• WORK REQUEST:
Every line below that holds the string "maxx" should be copied.

• DATA SUPPLIED:
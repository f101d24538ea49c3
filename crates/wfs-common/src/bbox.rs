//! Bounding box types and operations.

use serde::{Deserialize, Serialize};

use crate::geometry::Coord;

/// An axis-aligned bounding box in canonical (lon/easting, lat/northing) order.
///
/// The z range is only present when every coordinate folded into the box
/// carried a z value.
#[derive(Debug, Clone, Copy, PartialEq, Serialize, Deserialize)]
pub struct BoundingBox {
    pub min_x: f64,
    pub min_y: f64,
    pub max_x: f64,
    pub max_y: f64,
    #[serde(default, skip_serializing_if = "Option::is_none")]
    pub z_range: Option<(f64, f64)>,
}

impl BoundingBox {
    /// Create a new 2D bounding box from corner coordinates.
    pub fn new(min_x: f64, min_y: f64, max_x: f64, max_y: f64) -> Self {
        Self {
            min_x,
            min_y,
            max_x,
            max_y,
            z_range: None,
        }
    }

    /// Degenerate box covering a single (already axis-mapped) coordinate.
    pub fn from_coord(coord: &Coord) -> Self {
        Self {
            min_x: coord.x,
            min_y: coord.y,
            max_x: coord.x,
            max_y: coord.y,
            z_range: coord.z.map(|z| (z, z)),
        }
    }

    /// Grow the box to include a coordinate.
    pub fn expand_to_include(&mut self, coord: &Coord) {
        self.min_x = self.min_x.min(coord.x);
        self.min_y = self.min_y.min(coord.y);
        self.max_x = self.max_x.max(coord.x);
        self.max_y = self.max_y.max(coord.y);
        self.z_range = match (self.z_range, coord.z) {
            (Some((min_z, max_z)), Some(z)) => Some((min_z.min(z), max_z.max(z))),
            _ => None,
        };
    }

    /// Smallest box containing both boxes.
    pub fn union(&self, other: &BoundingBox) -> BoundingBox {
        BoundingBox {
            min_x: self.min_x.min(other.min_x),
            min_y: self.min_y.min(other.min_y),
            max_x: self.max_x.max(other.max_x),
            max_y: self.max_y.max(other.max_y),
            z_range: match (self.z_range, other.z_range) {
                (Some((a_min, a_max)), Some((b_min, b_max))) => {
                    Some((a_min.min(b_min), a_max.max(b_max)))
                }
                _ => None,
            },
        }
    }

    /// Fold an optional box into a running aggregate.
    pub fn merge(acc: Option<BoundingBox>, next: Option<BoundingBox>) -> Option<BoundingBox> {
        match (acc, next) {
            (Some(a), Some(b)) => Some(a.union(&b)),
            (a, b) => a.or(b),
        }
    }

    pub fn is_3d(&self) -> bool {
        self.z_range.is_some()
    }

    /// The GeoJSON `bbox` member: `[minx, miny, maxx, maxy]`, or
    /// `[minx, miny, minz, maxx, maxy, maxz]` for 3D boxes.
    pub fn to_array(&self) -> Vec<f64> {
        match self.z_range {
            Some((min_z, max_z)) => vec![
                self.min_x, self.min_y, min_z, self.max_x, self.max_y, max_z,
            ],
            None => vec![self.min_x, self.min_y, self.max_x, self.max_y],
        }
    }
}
--
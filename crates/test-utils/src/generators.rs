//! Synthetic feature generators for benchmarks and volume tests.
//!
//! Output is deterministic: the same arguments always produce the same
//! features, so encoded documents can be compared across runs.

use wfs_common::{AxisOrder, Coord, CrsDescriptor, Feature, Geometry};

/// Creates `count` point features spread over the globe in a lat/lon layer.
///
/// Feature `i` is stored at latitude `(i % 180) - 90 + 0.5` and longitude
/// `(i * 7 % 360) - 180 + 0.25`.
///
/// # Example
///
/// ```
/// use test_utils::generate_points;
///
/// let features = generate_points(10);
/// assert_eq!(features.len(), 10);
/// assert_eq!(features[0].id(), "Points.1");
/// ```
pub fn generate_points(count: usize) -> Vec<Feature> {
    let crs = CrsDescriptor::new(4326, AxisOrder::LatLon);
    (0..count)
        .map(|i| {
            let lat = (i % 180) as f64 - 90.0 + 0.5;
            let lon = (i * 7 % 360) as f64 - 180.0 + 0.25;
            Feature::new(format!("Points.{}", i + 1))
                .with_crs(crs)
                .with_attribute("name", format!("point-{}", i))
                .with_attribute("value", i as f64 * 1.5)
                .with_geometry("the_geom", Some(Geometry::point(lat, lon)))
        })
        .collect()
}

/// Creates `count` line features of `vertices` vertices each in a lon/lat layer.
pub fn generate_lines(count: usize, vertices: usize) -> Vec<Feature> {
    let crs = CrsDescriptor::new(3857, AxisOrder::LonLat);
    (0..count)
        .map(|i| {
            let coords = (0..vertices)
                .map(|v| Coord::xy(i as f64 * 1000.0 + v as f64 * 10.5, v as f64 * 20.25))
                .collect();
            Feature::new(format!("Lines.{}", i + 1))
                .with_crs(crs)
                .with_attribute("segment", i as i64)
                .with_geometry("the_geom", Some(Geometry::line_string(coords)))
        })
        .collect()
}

• RESPONSE TO THE EXERCISE:
    /// The GeoJSON `bbox` member: `[minx, miny, maxx, maxy]`, or
    /// `[minx, miny, minz, maxx, maxy, maxz]` for 3D boxes.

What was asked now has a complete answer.